PDA

View Full Version : Seperate thread for game input?


bignobody
10-11-2005, 09:01 AM
Hello,

Currently my game runs in a single thread with the user input being collected once per game loop. This seems to work OK, provided that it is running at a reasonable frame rate.

Because the game controls can really make or break a game, I'm starting to wonder if I should move collecting player input to a seperate thread.

Is this more trouble than it's worth?

.oisyn
10-11-2005, 09:18 AM
Assuming the input is queued (which usually is the case), it makes no sense to collect them in a different thread, because the game won't react to that input immediately; you can see the feedback when the input is processed and a new frame is drawn. Collecting the input immediately doesn't mean you'll get feedback as soon as you press a button.
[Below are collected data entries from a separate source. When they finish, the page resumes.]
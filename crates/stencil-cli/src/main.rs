//! # Stencil CLI
//!
//! Resolves app templates, installs them with npm or yarn when needed, and
//! merges their declared dependencies into `package.json`.
//!
//! ## Startup sequence
//!
//! 1. Parse CLI arguments (clap handles `--help` / `--version` early-exit).
//! 2. Initialise the tracing subscriber (logging).
//! 3. Load configuration (defaults + file + env).
//! 4. Build the [`OutputManager`].
//! 5. Dispatch to the appropriate command handler.
//! 6. Translate any [`CliError`] into a user-facing message and exit code.
//!
//! ## Exit codes
//!
//! | Code | Meaning                 |
//! |------|-------------------------|
//! |  0   | Success                 |
//! |  1   | Internal / system error |
//! |  2   | User / input error      |
//! |  3   | Resource not found      |
//! |  4   | Configuration error     |

use std::io::IsTerminal as _;
use std::process::ExitCode;

use clap::Parser;
use tracing::{debug, info, instrument};

use crate::{
    cli::{Cli, Commands},
    config::AppConfig,
    error::{CliError, CliResult},
    logging::init_logging,
    output::OutputManager,
};

mod cli;
mod commands;
mod config;
mod error;
mod logging;
mod output;

fn main() -> ExitCode {
    // Load .env before anything else, including tracing init. A missing
    // .env is fine.
    let _ = dotenvy::dotenv();

    // ── 1. Parse arguments ────────────────────────────────────────────────
    let cli = match Cli::try_parse() {
        Ok(cli) => cli,
        Err(e) => {
            // --help and --version arrive here too, with exit code 0.
            let _ = e.print();
            return ExitCode::from(u8::try_from(e.exit_code()).unwrap_or(2));
        }
    };

    // ── 2. Initialise tracing ─────────────────────────────────────────────
    if let Err(e) = init_logging(&cli.global) {
        eprintln!("Failed to initialise logging: {e}");
        return ExitCode::from(1);
    }

    debug!(
        verbose = cli.global.verbose,
        quiet = cli.global.quiet,
        no_color = cli.global.no_color,
        "CLI started"
    );

    let verbose = cli.global.detailed_errors();
    let no_color = cli.global.no_color;

    // ── 3. Load configuration ─────────────────────────────────────────────
    let config = match AppConfig::load(cli.global.config.as_ref()) {
        Ok(cfg) => cfg,
        Err(e) => {
            return handle_error(
                CliError::ConfigError {
                    message: format!("{e:#}"),
                    source: None,
                },
                verbose,
                no_color,
            );
        }
    };

    // ── 4. Build output manager ───────────────────────────────────────────
    let output = OutputManager::new(&cli.global, &config);
    let no_color = !output.supports_color();

    // ── 5. Dispatch + 6. Error handling ──────────────────────────────────
    match run(cli, config, output) {
        Ok(()) => {
            info!("Stencil completed successfully");
            ExitCode::SUCCESS
        }
        Err(e) => handle_error(e, verbose, no_color),
    }
}

/// Dispatch to the correct command handler.
#[instrument(skip_all)]
fn run(cli: Cli, config: AppConfig, output: OutputManager) -> CliResult<()> {
    match cli.command {
        Commands::Resolve(cmd) => commands::resolve::execute(cmd, config, output),
        Commands::ShowConfig(cmd) => commands::show_config::execute(cmd, config, output),
        Commands::Configure(cmd) => commands::configure::execute(cmd, config, output),
        Commands::Cleanup(cmd) => commands::cleanup::execute(cmd, config, output),
        Commands::Init(cmd) => commands::init::execute(cmd, output),
        Commands::Config(cmd) => commands::config::execute(cmd, config, output),
    }
}

/// Translate a `CliError` into a user message and an exit code.
fn handle_error(err: CliError, verbose: bool, no_color: bool) -> ExitCode {
    err.log();

    let msg = if !no_color && std::io::stderr().is_terminal() {
        err.format_colored(verbose)
    } else {
        err.format_plain(verbose)
    };
    eprint!("{msg}");

    ExitCode::from(err.exit_code())
}

// ── tests ─────────────────────────────────────────────────────────────────────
Are you having troubles when the framerate drops?

bignobody
10-11-2005, 11:07 AM
Hi .oisyn, thanks for the reply.

I'm not having a lot of troubles, but I do notice a bit of a difference in the "feel" of the controls at lower framerates. If I'm running it on my laptop fullscreen 640 x 480, the control feels a little more responsive then when it's running at 1024 x 768 (and therefore a lower framerate).

You do make a good point, since the input is not going to be processed until the game loop anyway. Am I really going to save that much time by not having to read all the devices, just process the buffered input? Hard to say. Perhaps I'll leave it as is. Cheers!

Reedbeta
10-11-2005, 11:25 AM
I'm pretty sure that most games I've played including commercial ones demonstrate something similiar. The controls are just barely less responsive at a lower framerate. I'm not sure there is any way to get around this. The framerate controls the minimum amount of time that it takes to get any response to a control action; if your controls are implemented properly you'll see a bigger per-frame response at a lower framerate (so that the response is at a constant rate with respect to real time); but nothing can change the fact that there's a longer response time at lower framerates.

bignobody
10-11-2005, 12:06 PM
Thanks Reed! I think that clinches it then. Sure glad I made this post, you guys just saved me a lot of pointless work! :yes:

.oisyn
10-11-2005, 12:49 PM
Yes, I've experienced it with commercial games as well. Max Payne particularly comes to mind, but my total PC configuration probably had something to do with it as well. The thing mostly causing this problem is tripplebuffering together with vsync. In the worst case, it can take like 4 or 5 frames between the input and the actual output, and with a low framerate the game can be quite unresponsive.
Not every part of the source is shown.